About a week left

Sep 14, 2006 06:40

Well, here I am at 6:40 am on LJ. Why the hell am I on LJ? - who knows. I wanted to make a post I guess before I run out of time in Canada and leave for Japan.

I want to say thank you to all of my friends who have supported me over this last difficult year, and to those who continue to support me now and through what I'm sure will be another difficult year. I'm actually having a really hard time with a lot of things and even though the occasional (okay frequent) bout of "drunken confessions" really gets old to people, I think I'm doing ok.
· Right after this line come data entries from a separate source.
use std::sync::Arc;

use ingestion_embedding::{
    BedrockEmbedder, EmbeddingGenerator, GenerationReport, HashEmbedder, SharedEmbedder,
};
use ingestion_import::{ImportReport, ProductImporter};
use serde::Deserialize;
use serde_json::Value;
use storage_objects::{LocalObjectStore, RoutingObjectStore, S3ObjectStore, SharedObjectStore};
use storage_vector::{
    Product, ProductDetail, ProductQueries, RdsDataExecutor, SharedExecutor, DEFAULT_SEARCH_LIMIT,
};
use tracing::{info, instrument};

use crate::aws::load_sdk_config;
use crate::config::{EmbedderKind, PipelineConfig};
use crate::error::PipelineError;

/// The three stages wired to their collaborators.
pub struct Pipeline {
    config: PipelineConfig,
    store: SharedObjectStore,
    embedder: SharedEmbedder,
    executor: Option<SharedExecutor>,
}

impl Pipeline {
    /// Build AWS-backed collaborators from `config`. Bucket objects are served
    /// from `storage.local_root` instead of S3 when it is set. The statement
    /// executor is built only when the database settings are complete.
    pub async fn connect(config: PipelineConfig) -> Self {
        let sdk = load_sdk_config(config.region.clone()).await;
        let store: SharedObjectStore = match &config.storage.local_root {
            Some(root) => Arc::new(RoutingObjectStore::new(
                None,
                LocalObjectStore::with_root(root),
            )),
            None => Arc::new(RoutingObjectStore::new(
                Some(S3ObjectStore::from_sdk_config(&sdk)),
                LocalObjectStore::new(),
            )),
        };
        let embedder: SharedEmbedder = match config.embedding.provider {
            EmbedderKind::Bedrock => Arc::new(BedrockEmbedder::from_sdk_config(
                &sdk,
                config.embedding_config(),
            )),
            EmbedderKind::Hash => Arc::new(HashEmbedder::new(config.embedding_config())),
        };
        let executor = config.data_api_target().ok().map(|target| {
            Arc::new(
                RdsDataExecutor::from_sdk_config(&sdk, target)
                    .with_array_binding(config.array_binding()),
            ) as SharedExecutor
        });
        info!(
            region = ?sdk.region(),
            model = %config.embedding.model_id,
            database = executor.is_some(),
            "pipeline connected"
        );
        Self {
            config,
            store,
            embedder,
            executor,
        }
    }

    /// Assemble a pipeline from ready-made collaborators.
    pub fn from_parts(
        config: PipelineConfig,
        store: SharedObjectStore,
        embedder: SharedEmbedder,
        executor: Option<SharedExecutor>,
    ) -> Self {
        Self {
            config,
            store,
            embedder,
            executor,
        }
    }

    #[must_use]
    pub const fn config(&self) -> &PipelineConfig {
        &self.config
    }

    /// The executor shared by import and queries. Missing database settings
    /// are reported as configuration errors.
    pub fn executor(&self) -> Result<SharedExecutor, PipelineError> {
        if let Some(executor) = &self.executor {
            return Ok(executor.clone());
        }
        self.config.data_api_target()?;
        Err(PipelineError::Unavailable("statement executor"))
    }

    #[instrument(skip(self))]
    pub async fn generate(&self) -> Result<GenerationReport, PipelineError> {
        let config = self.config.generation_config()?;
        let generator = EmbeddingGenerator::new(self.embedder.clone(), self.store.clone());
        Ok(generator.run(&config).await?)
    }

    #[instrument(skip(self))]
    pub async fn import(&self) -> Result<ImportReport, PipelineError> {
        let config = self.config.import_config()?;
        let importer = ProductImporter::new(self.store.clone(), self.executor()?);
        Ok(importer.run(&config).await?)
    }

    pub fn queries(&self) -> Result<ProductQueries, PipelineError> {
        Ok(ProductQueries::new(self.embedder.clone(), self.executor()?))
    }

    pub async fn search(&self, text: &str, limit: usize) -> Result<Vec<Product>, PipelineError> {
        Ok(self.queries()?.search(text, limit).await?)
    }

    pub async fn get_product(
        &self,
        product_id: &str,
    ) -> Result<Option<ProductDetail>, PipelineError> {
        Ok(self.queries()?.get_product(product_id).await?)
    }

    pub async fn handle_query_event(&self, event: Value) -> Result<Value, PipelineError> {
        handle_query_event(&self.queries()?, event).await
    }
}

#[derive(Debug, Deserialize)]
struct QueryEvent {
    arguments: QueryArguments,
}

#[derive(Debug, Default, Deserialize)]
#[serde(default)]
struct QueryArguments {
    query: Option<String>,
    #[serde(alias = "id")]
    product_id: Option<String>,
    limit: Option<usize>,
}

/// Answer a resolver-style event.
///
/// `{"arguments": {"query": "...", "limit": n}}` returns the matching products
/// as a JSON array; `{"arguments": {"product_id": "..."}}` returns one product
/// with its related products, or `null`.
pub async fn handle_query_event(
    queries: &ProductQueries,
    event: Value,
) -> Result<Value, PipelineError> {
    let event: QueryEvent =
        serde_json::from_value(event).map_err(|e| PipelineError::InvalidEvent(e.to_string()))?;
    let arguments = event.arguments;
    let response = if let Some(product_id) = arguments.product_id {
        serde_json::to_value(queries.get_product(&product_id).await?)
    } else if let Some(query) = arguments.query {
        let limit = arguments.limit.unwrap_or(DEFAULT_SEARCH_LIMIT);
        serde_json::to_value(queries.search(&query, limit).await?)
    } else {
        return Err(PipelineError::InvalidEvent(
            "expected `arguments.query` or `arguments.product_id`".into(),
        ));
    };
    response.map_err(|e| PipelineError::Encode(e.to_string()))
}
I wish that I could stay a bit longer and help Kyoung Min out. He really needs a lot of support right now and I kinda feel like I'm abandoning him. I can just hope that he comes out if this ok, and not so bitter. He's really bitter and angry now, and we're just trying to get him to see the big picture and to not hate all females. :S

I also have soooo much still to do, but I will not bore you with the details here, and trust me they're boring. On a related note, anyone wanna go bra shopping with me?
Also, due to last Saturday's early ending of the party for me....(first to go bitches), we're having another one this Saturday - hopefully not as crazy...well for me anyway.

I'm also having a ton of mixed feelings. Lindsay knows what I'm talking about - I'm actaully quite angry at the rudeness of people, the absolute disregard of manners and class. Really I'm hurt, but I choose to frame it in that manner. I'm hurt, I'm humiliated and I feel like a HUGE loser....but I have to have the confidence in myself to say that I am better than that, and 69 Queen Street has nothing on me.

I am however, getting really sick of being "the nice one" or the "bigger person". For once,I really wanna just reach out and go..."what the fuck?" "Why are you such an asshole?" But I won't and I'll just keep my crushed feelings to myslef and bother Lindsay with it...poor Lindsay - she gets it from so many ends....people should leave her alone with their problems. Let her have a happy life. I love you Linds!

Ok - this post made no sense....I'm still really tired from cooking a turkey dinner last night....that I didn't know was serving some undesireables....*shudder*. Anyway, onward and upward as they say....I am a better person and I deserve the best....so hurry up the best....find me.